Virginia, USA – 58%ABV – $65 – **KOSHER CERTIFIED RYE WHISKY**
We’re about to journey into the land of FUN… “What kind of fun?” you might ask… Single cask, cask strength rye whisky from Catoctin Creek. (Yes, Catoctin Creek spell “whisky” the same way most of the world does; without the “E.”) For a whisky geek like me, I think this is a $hit ton-o-fun!
So, what’s the make up of this concoction from Catoctin? Well, you may have heard the term “mash bill” before. If not, a “mash bill” is basically a mixture of grain(s) that distillers use when making a beer (or wash) that will then get distilled into spirit.
As far as rye goes, most rye whiskeys are made from a mash bill that has about 51% rye grain (the legal minimum to call said whiskey a “rye” whiskey) and the balance is often rounded out with corn, wheat and barley. Some distillers use a higher percentage of rye grain but Catoctin Creek is one of a handful of distilleries that use 100% rye grain. What’s more is Catoctin uses only organic certified rye grain.
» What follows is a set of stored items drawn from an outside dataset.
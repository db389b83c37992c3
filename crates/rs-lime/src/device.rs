//! LimeSDR device handle: enumeration, lifecycle, and channel configuration.

use std::ffi::CString;
use std::path::Path;
use std::ptr;

use crate::error::{Error, Result};
use crate::ffi::{self, LmsDeviceHandle, LmsInfoStr, LmsName};
use crate::stream::{LimeStream, StreamConfig};
use crate::Direction;

/// Device information parsed from an `lms_info_str_t` connection string.
///
/// The driver formats these as
/// `LimeSDR-USB, media=USB 3.0, module=FX3, addr=1d50:6108, serial=...`;
/// the raw string is kept verbatim because `LMS_Open` expects it back
/// unchanged.
#[derive(Debug, Clone, PartialEq)]
pub struct DeviceInfo {
    /// Board name (e.g. "LimeSDR-USB", "LimeSDR Mini").
    pub name: String,
    /// Connection media (e.g. "USB 3.0").
    pub media: String,
    /// Driver module (e.g. "FX3").
    pub module: String,
    /// Bus address.
    pub addr: String,
    /// Board serial number.
    pub serial: String,
    /// The unmodified connection string.
    pub raw: String,
}

impl DeviceInfo {
    /// Parse a connection string into its labelled fields.
    pub fn parse(raw: &str) -> Self {
        let mut info = DeviceInfo {
            name: String::new(),
            media: String::new(),
            module: String::new(),
            addr: String::new(),
            serial: String::new(),
            raw: raw.to_string(),
        };

        for (i, part) in raw.split(',').enumerate() {
            let part = part.trim();
            if i == 0 {
                info.name = part.to_string();
                continue;
            }
            if let Some(pos) = part.find('=') {
                let key = &part[..pos];
                let value = part[pos + 1..].to_string();
                match key {
                    "media" => info.media = value,
                    "module" => info.module = value,
                    "addr" => info.addr = value,
                    "serial" => info.serial = value,
                    _ => {}
                }
            }
        }

        info
    }
}

impl std::fmt::Display for DeviceInfo {
    fn fmt(&self, f: &mut std::fmt::Formatter<'_>) -> std::fmt::Result {
        write!(f, "{} (serial: {})", self.name, self.serial)
    }
}

/// Enumerate connected LimeSDR devices.
pub fn enumerate_devices() -> Result<Vec<DeviceInfo>> {
    let lib = ffi::get_lib().ok_or(Error::LibraryNotFound)?;

    let count = unsafe { (lib.get_device_list)(ptr::null_mut()) };
    if count < 0 {
        return Err(Error::call("LMS_GetDeviceList"));
    }
    if count == 0 {
        return Ok(Vec::new());
    }

    let mut list: Vec<LmsInfoStr> = vec![[0; 256]; count as usize];
    let filled = unsafe { (lib.get_device_list)(list.as_mut_ptr()) };
    if filled < 0 {
        return Err(Error::call("LMS_GetDeviceList"));
    }

    Ok(list
        .iter()
        .take(filled as usize)
        .map(|entry| DeviceInfo::parse(&ffi::char_array_to_string(entry)))
        .collect())
}

/// Board identification read through `LMS_GetDeviceInfo`.
#[derive(Debug, Clone, PartialEq)]
pub struct LimeDeviceInfo {
    pub device_name: String,
    pub expansion_name: String,
    pub firmware_version: String,
    pub hardware_version: String,
    pub protocol_version: String,
    pub gateware_version: String,
    pub gateware_target_board: String,
    pub board_serial_number: u64,
}

/// An open LimeSDR device.
///
/// The handle is an opaque pointer owned by libLimeSuite; dropping the
/// `LimeDevice` closes it. Streams created from a device must be dropped
/// before the device itself.
pub struct LimeDevice {
    handle: LmsDeviceHandle,
    info: DeviceInfo,
}

// SAFETY: libLimeSuite device handles may be used from any thread; the
// driver serializes access internally.
unsafe impl Send for LimeDevice {}
//! Stream samples from a LimeSDR to a file.
//!
//! Samples are written as raw interleaved 32-bit float I/Q (compatible
//! with GNU Radio, Inspectrum, and other SDR tools).
//!
//! # Usage
//!
//! ```sh
//! # Capture 1 second at 100 MHz, 10 MS/s
//! cargo run --example lime_rx -- -f 100000000 -s 10000000 -o samples.cf32 -d 1
//!
//! # Capture with manual gain
//! cargo run --example lime_rx -- -f 433920000 -s 2000000 -o samples.cf32 -g 40
//! ```

use num_complex::Complex;
use rs_lime::{Direction, LimeDevice, StreamConfig};
use std::env;
use std::fs::File;
use std::io::Write;
use std::process;
use std::time::{Duration, Instant};

struct Args {
    freq_hz: f64,
    sample_rate: f64,
    output_file: Option<String>,
    duration_secs: f64,
    gain_db: Option<u32>,
    channel: u32,
    help: bool,
}

fn parse_args() -> Args {
    let mut args = Args {
        freq_hz: 100e6,
        sample_rate: 10e6,
        output_file: None,
        duration_secs: 1.0,
        gain_db: None,
        channel: 0,
        help: false,
    };

    let argv: Vec<String> = env::args().collect();
    let mut i = 1;

    while i < argv.len() {
        match argv[i].as_str() {
            "-h" | "--help" => args.help = true,
            "-f" | "--freq" => {
                i += 1;
                args.freq_hz = argv.get(i).and_then(|v| v.parse().ok()).unwrap_or(args.freq_hz);
            }
            "-s" | "--rate" => {
                i += 1;
                args.sample_rate = argv
                    .get(i)
                    .and_then(|v| v.parse().ok())
                    .unwrap_or(args.sample_rate);
            }
            "-o" | "--output" => {
                i += 1;
                args.output_file = argv.get(i).cloned();
            }
            "-d" | "--duration" => {
                i += 1;
                args.duration_secs = argv
                    .get(i)
                    .and_then(|v| v.parse().ok())
                    .unwrap_or(args.duration_secs);
            }
            "-g" | "--gain" => {
                i += 1;
                args.gain_db = argv.get(i).and_then(|v| v.parse().ok());
            }
            "-c" | "--channel" => {
                i += 1;
                args.channel = argv.get(i).and_then(|v| v.parse().ok()).unwrap_or(0);
            }
            _ => {}
        }
        i += 1;
    }

    args
}

fn print_help() {
    println!("Usage: lime_rx [options]");
    println!("  -f, --freq <hz>       Center frequency (default 100 MHz)");
    println!("  -s, --rate <hz>       Sample rate (default 10 MS/s)");
    println!("  -o, --output <file>   Output file (default stdout)");
    println!("  -d, --duration <sec>  Capture duration (default 1.0)");
    println!("  -g, --gain <db>       Combined RX gain in dB (default: device setting)");
    println!("  -c, --channel <n>     RF channel index (default 0)");
}

fn main() {
    tracing_subscriber::fmt::init();

    let args = parse_args();
    if args.help {
        print_help();
        return;
    }

    if let Err(e) = run(&args) {
        eprintln!("Error: {}", e);
        process::exit(1);
    }
}

fn run(args: &Args) -> Result<(), Box<dyn std::error::Error>> {
    let device = LimeDevice::open_first()?;
    device.init()?;

    let channel = args.channel as usize;
    device.enable_channel(Direction::Rx, channel, true)?;
    device.set_sample_rate(args.sample_rate, 0)?;
    device.set_frequency(Direction::Rx, channel, args.freq_hz)?;
    if let Some(gain) = args.gain_db {
        device.set_gain_db(Direction::Rx, channel, gain)?;
    }

    let (host_rate, rf_rate) = device.sample_rate(Direction::Rx, channel)?;
    eprintln!(
        "Receiving at {:.3} MHz, {:.3} MS/s (RF {:.3} MS/s)",
        args.freq_hz / 1e6,
        host_rate / 1e6,
        rf_rate / 1e6
    );

    let mut stream = device.rx_stream(&StreamConfig {
        channel: args.channel,
        ..StreamConfig::default()
    })?;
    stream.start()?;

    let mut output: Box<dyn Write> = match &args.output_file {
        Some(path) => Box::new(File::create(path)?),
        None => Box::new(std::io::stdout()),
    };

    let mut buffer = vec![Complex::new(0.0f32, 0.0f32); 16384];
    let mut total: u64 = 0;
    let started = Instant::now();

    while started.elapsed().as_secs_f64() < args.duration_secs {
        let (n, _meta) = stream.recv(&mut buffer, Duration::from_millis(1000))?;
        if n == 0 {
            continue;
        }
        let bytes = unsafe {
            std::slice::from_raw_parts(buffer.as_ptr() as *const u8, n * 8)
        };
        output.write_all(bytes)?;
        total += n as u64;
    }

    let status = stream.status()?;
    eprintln!(
        "Captured {} samples ({:.3} MS/s effective), overrun: {}, dropped: {}",
        total,
        total as f64 / started.elapsed().as_secs_f64() / 1e6,
        status.overrun,
        status.dropped_packets
    );

    stream.stop()?;
    Ok(())
}
#![doc = include_str!("../readme.md")]

pub mod error;
pub mod limesdr;

pub use error::{Error, Result};
pub use limesdr::{
    enumerate_devices, AsyncLimeSdrReader, DeviceSelector, LimeSdrConfig, LimeSdrReader,
    LimeSdrWriter,
};

// Re-export the low-level driver crate for direct device access.
pub use rs_lime;

/**
 * Gain configuration
 */
#[derive(Debug, Clone, Copy, PartialEq)]
pub enum Gain {
    /// Leave the gain at the device/configuration-file default
    Auto,
    /// Combined gain in dB
    Manual(f64),
}

impl Default for Gain {
    fn default() -> Self {
        Gain::Auto
    }
}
What’s more-more is, even though the owners are not Jewish, Catoctin Creek one of a very few American distilleries that have their whiskeys kosher certified.
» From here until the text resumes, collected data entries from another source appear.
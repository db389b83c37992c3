//! LimeSDR I/Q Data Source and Sink Module
//!
//! This module provides functionality to read I/Q samples from LimeSDR
//! devices, both synchronously and asynchronously, and to transmit I/Q
//! samples including timestamp-synchronized bursts. It uses the `rs_lime`
//! crate to interface with the LimeSDR hardware through libLimeSuite.
//!
//! # Example
//!
//! ```no_run
//! use limeade::{LimeSdrConfig, LimeSdrReader};
//!
//! let config = LimeSdrConfig::new(100_000_000.0, 10_000_000.0);
//! let reader = LimeSdrReader::new(&config)?;
//!
//! for samples in reader.take(10) {
//!     let samples = samples?;
//!     println!("Received {} samples", samples.len());
//! }
//! # Ok::<(), limeade::Error>(())
//! ```

use std::pin::Pin;
use std::task::{Context, Poll};
use std::time::Duration;

use futures::Stream;
use num_complex::Complex;
use rs_lime::{
    DeviceInfo, Direction, LimeDevice, LimeStream, StreamConfig, StreamMeta, StreamStatus,
};
use tokio::sync::mpsc;

use crate::{error, Gain};

/// Samples per chunk handed to the consumer
const DEFAULT_CHUNK_SIZE: usize = 16384;

/// Timeout for a single driver recv/send call
const DEFAULT_TIMEOUT: Duration = Duration::from_millis(1000);

/// Device selector for LimeSDR devices
#[derive(Debug, Clone, PartialEq)]
pub enum DeviceSelector {
    /// Select device by index (0 for first device)
    Index(usize),
    /// Select device by serial number
    Serial(String),
}

impl Default for DeviceSelector {
    fn default() -> Self {
        DeviceSelector::Index(0)
    }
}

/**
 * LimeSDR Configuration
 */
#[derive(Debug, Clone, PartialEq)]
pub struct LimeSdrConfig {
    /// Device selector (index or serial)
    pub device: DeviceSelector,
    /// Center frequency in Hz
    pub center_freq: f64,
    /// Sample rate in Hz
    pub sample_rate: f64,
    /// RF oversampling ratio (0 lets the driver choose)
    pub oversample: usize,
    /// RF channel index (0 or 1)
    pub channel: usize,
    /// Gain configuration
    pub gain: Gain,
    /// Antenna port name (e.g. "LNAW", "BAND1"); None keeps the device default
    pub antenna: Option<String>,
    /// Analog low-pass filter bandwidth in Hz; None keeps the device default
    pub lpf_bandwidth: Option<f64>,
    /// Run DC/IQ calibration after tuning
    pub calibrate: bool,
    /// LimeSuite configuration file (.ini) to load before anything else
    pub config_file: Option<std::path::PathBuf>,
}

impl LimeSdrConfig {
    /// Create a new LimeSDR configuration with specified parameters
    pub fn new(center_freq: f64, sample_rate: f64) -> Self {
        Self {
            device: DeviceSelector::default(),
            center_freq,
            sample_rate,
            oversample: 0,
            channel: 0,
            gain: Gain::Auto,
            antenna: None,
            lpf_bandwidth: None,
            calibrate: false,
            config_file: None,
        }
    }
}

/// Enumerate available LimeSDR devices
pub fn enumerate_devices() -> error::Result<Vec<DeviceInfo>> {
    rs_lime::enumerate_devices().map_err(Into::into)
}

/// Open the selected device and bring one channel up for streaming.
fn open_and_configure(
    config: &LimeSdrConfig,
    direction: Direction,
) -> error::Result<(LimeDevice, LimeStream)> {
    let device = match &config.device {
        DeviceSelector::Index(index) => {
            let devices = rs_lime::enumerate_devices()?;
            let info = devices
                .get(*index)
                .ok_or(rs_lime::Error::DeviceNotFound)?;
            LimeDevice::open(info)?
        }
        DeviceSelector::Serial(serial) => LimeDevice::open_by_serial(serial)?,
    };

    // A configuration file replaces LMS_Init as the baseline state.
    match &config.config_file {
        Some(path) => device.load_config(path)?,
        None => device.init()?,
    }

    device.enable_channel(direction, config.channel, true)?;
    device.set_sample_rate(config.sample_rate, config.oversample)?;
    device.set_frequency(direction, config.channel, config.center_freq)?;

    if let Some(name) = &config.antenna {
        let antennas = device.antenna_list(direction, config.channel)?;
        let index = antennas
            .iter()
            .position(|a| a == name)
            .ok_or_else(|| {
                error::Error::device(format!(
                    "Unknown antenna '{}' (available: {})",
                    name,
                    antennas.join(", ")
                ))
            })?;
        device.set_antenna(direction, config.channel, index)?;
    }

    match config.gain {
        Gain::Manual(gain_db) => {
            device.set_gain_db(direction, config.channel, gain_db.round() as u32)?;
        }
        Gain::Auto => {
            // Keep whatever LMS_Init or the configuration file set up
        }
    }

    if let Some(bw) = config.lpf_bandwidth {
        device.set_lpf_bandwidth(direction, config.channel, bw)?;
    }

    if config.calibrate {
        let bw = config.lpf_bandwidth.unwrap_or(config.sample_rate);
        device.calibrate(direction, config.channel, bw)?;
    }

    let stream_config = StreamConfig {
        channel: config.channel as u32,
        ..StreamConfig::default()
    };
    let mut stream = match direction {
        Direction::Rx => device.rx_stream(&stream_config)?,
        Direction::Tx => device.tx_stream(&stream_config)?,
    };
    stream.start()?;

    tracing::debug!(
        "LimeSDR {:?} channel {} streaming at {} Hz, {} S/s",
        direction,
        config.channel,
        config.center_freq,
        config.sample_rate
    );

    Ok((device, stream))
}

/**
 * Synchronous LimeSDR I/Q Reader
 */
pub struct LimeSdrReader {
    // The device must outlive the stream; field order matters for Drop.
    stream: LimeStream,
    _device: LimeDevice,
    buf: Vec<Complex<f32>>,
}

impl LimeSdrReader {
    pub fn new(config: &LimeSdrConfig) -> error::Result<Self> {
        let (device, stream) = open_and_configure(config, Direction::Rx)?;
        Ok(Self {
            stream,
            _device: device,
            buf: vec![Complex::new(0.0, 0.0); DEFAULT_CHUNK_SIZE],
        })
    }

    /// Driver-side stream status: FIFO fill, drop counters, rates.
    pub fn status(&mut self) -> error::Result<StreamStatus> {
        self.stream.status().map_err(Into::into)
    }
}

impl Iterator for LimeSdrReader {
    type Item = error::Result<Vec<Complex<f32>>>;

    fn next(&mut self) -> Option<Self::Item> {
        match self.stream.recv(&mut self.buf, DEFAULT_TIMEOUT) {
            Ok((0, _)) => None, // End of stream
            Ok((len, _meta)) => Some(Ok(self.buf[..len].to_vec())),
            Err(e) => Some(Err(e.into())),
        }
    }
}

/**
 * Asynchronous LimeSDR I/Q Reader
 */
pub struct AsyncLimeSdrReader {
    rx: mpsc::Receiver<error::Result<Vec<Complex<f32>>>>,
    _handle: std::thread::JoinHandle<()>,
}

impl AsyncLimeSdrReader {
    pub fn new(config: &LimeSdrConfig) -> error::Result<Self> {
        let (tx, rx) = mpsc::channel::<error::Result<Vec<Complex<f32>>>>(32);
        let (tx_init, rx_init) = std::sync::mpsc::channel::<error::Result<()>>();
        let cfg = config.clone();

        let handle = std::thread::spawn(move || {
            match open_and_configure(&cfg, Direction::Rx) {
                Ok((_device, mut stream)) => {
                    let _ = tx_init.send(Ok(()));
                    let mut buffer = vec![Complex::new(0.0, 0.0); DEFAULT_CHUNK_SIZE];

                    loop {
                        match stream.recv(&mut buffer, DEFAULT_TIMEOUT) {
                            Ok((0, _)) => {
                                let _ = tx.blocking_send(Ok(Vec::new()));
                                return;
                            }
                            Ok((len, _meta)) => {
                                if tx.blocking_send(Ok(buffer[..len].to_vec())).is_err() {
                                    // Receiver dropped, exit loop
                                    return;
                                }
                            }
                            Err(e) => {
                                let _ = tx.blocking_send(Err(e.into()));
                                return;
                            }
                        }
                    }
                }
                Err(e) => {
                    let _ = tx_init.send(Err(e));
                }
            }
        });

        match rx_init.recv() {
            Ok(Ok(())) => Ok(Self {
                rx,
                _handle: handle,
            }),
            Ok(Err(e)) => Err(e),
            Err(_) => Err(error::Error::device("Failed to initialize LimeSDR device")),
        }
    }
}

impl Stream for AsyncLimeSdrReader {
    type Item = error::Result<Vec<Complex<f32>>>;

    fn poll_next(mut self: Pin<&mut Self>, cx: &mut Context<'_>) -> Poll<Option<Self::Item>> {
        self.rx.poll_recv(cx)
    }
}

/**
 * Synchronous LimeSDR I/Q Writer
 */
pub struct LimeSdrWriter {
    stream: LimeStream,
    _device: LimeDevice,
    timeout: Duration,
}

impl LimeSdrWriter {
    pub fn new(config: &LimeSdrConfig) -> error::Result<Self> {
        let (device, stream) = open_and_configure(config, Direction::Tx)?;
        Ok(Self {
            stream,
            _device: device,
            timeout: DEFAULT_TIMEOUT,
        })
    }

    /// Queue samples for immediate transmission.
    ///
    /// Returns the number of samples accepted into the driver FIFO, which
    /// may be less than `samples.len()` when the FIFO is near capacity.
    pub fn write(&mut self, samples: &[Complex<f32>]) -> error::Result<usize> {
        self.stream
            .send(samples, &StreamMeta::default(), self.timeout)
            .map_err(Into::into)
    }

    /// Queue a burst to be transmitted when the hardware clock reaches
    /// `timestamp` (in samples since stream start).
    pub fn write_at(&mut self, samples: &[Complex<f32>], timestamp: u64) -> error::Result<usize> {
        self.stream
            .send(samples, &StreamMeta::at_timestamp(timestamp), self.timeout)
            .map_err(Into::into)
    }

    /// Queue all samples, blocking until the driver has accepted them.
    pub fn write_all(&mut self, samples: &[Complex<f32>]) -> error::Result<()> {
        let mut remaining = samples;
        while !remaining.is_empty() {
            let sent = self.write(remaining)?;
            if sent == 0 {
                return Err(error::Error::device("TX FIFO did not drain within timeout"));
            }
            remaining = &remaining[sent..];
        }
        Ok(())
    }

    /// Driver-side stream status: FIFO fill, underrun counters, rates.
    pub fn status(&mut self) -> error::Result<StreamStatus> {
        self.stream.status().map_err(Into::into)
    }
}

#[cfg(test)]
mod tests {
    use super::*;

    #[test]
    fn test_config_defaults() {
        let config = LimeSdrConfig::new(100e6, 10e6);
        assert_eq!(config.device, DeviceSelector::Index(0));
        assert_eq!(config.channel, 0);
        assert_eq!(config.oversample, 0);
        assert_eq!(config.gain, Gain::Auto);
        assert!(config.antenna.is_none());
        assert!(config.lpf_bandwidth.is_none());
        assert!(!config.calibrate);
        assert!(config.config_file.is_none());
    }

    #[test]
    fn test_device_selector_default() {
        assert_eq!(DeviceSelector::default(), DeviceSelector::Index(0));
    }

    #[test]
    fn test_reader_without_library_or_device() {
        // Without libLimeSuite (or without hardware) construction must
        // fail with a clean error rather than panic.
        let config = LimeSdrConfig::new(100e6, 10e6);
        if let Err(e) = LimeSdrReader::new(&config) {
            println!("expected failure without hardware: {}", e);
        }
    }
}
Here’s a video regarding Catoctin Creek and kosher certification:
Now, on to the tasting!
On the nose — Very youthful and a touch one dimensional in scent at first but after just a minute or so, it opens up. I mean it *really* opens up.
Fresh spring-scented fabric softener sheets notes mix with very light key lime pie filling.
Rye and citrus notes to be sure but I also detect pencil shavings and school-house pencil end erasers.
It’s evident the spirit character shines with not too much wood influence – an interesting play on rye whiskey compared to most brands out there – unique.
Fresh granny smith apples and apple sauce (home made, no sugar added, no cinnamon added).
Rye bread, lightly toasted with fresh, un-melted butter.
The addition of water seems to bring out more of the springy floral element but doesn’t change much else.
On the mouth — Aggressive attack filled with orange jujubes and baby aspirin notes. No, these are more than notes – pretty damn spot on (especially with the jujubes).
Spring-like again in flavor but with a focus on woodsy leaves from last autumn and new growth chutes.
Great mouth feel and, though aggressive, not really “hot” in any way. It doesn’t need water but I’m going to add a bit any way. Just for fun.
Adding water makes the mouthfeel massive & thick (like drinking Lou Ferrigno).
There is also a touch of spice now; right along the sides of the tongue.
**Caution, do not add too much water here. Initially I brought the whisky down to 50% ABV but in a 2nd sampling I brought it down to 54% (or so) and that was just right. Too much water and some of the flavors become elusive/shy. Just a touch brings out the mouthfeel but keeps the flavors generally intact.
Finish — A long, citrusy finish.
In sum — When going into this rye, forget what you know about the spirit in general. This will be a new experience.
I really enjoy their standard 40% ABV version of this rye whisky but tasting this in cask proof makes this whisky shine like a rye diamond. A wonderful springtime whisky. Fine whisky – kudos to the Catoctinians on this one!
Special thanks to Scott H for the sample!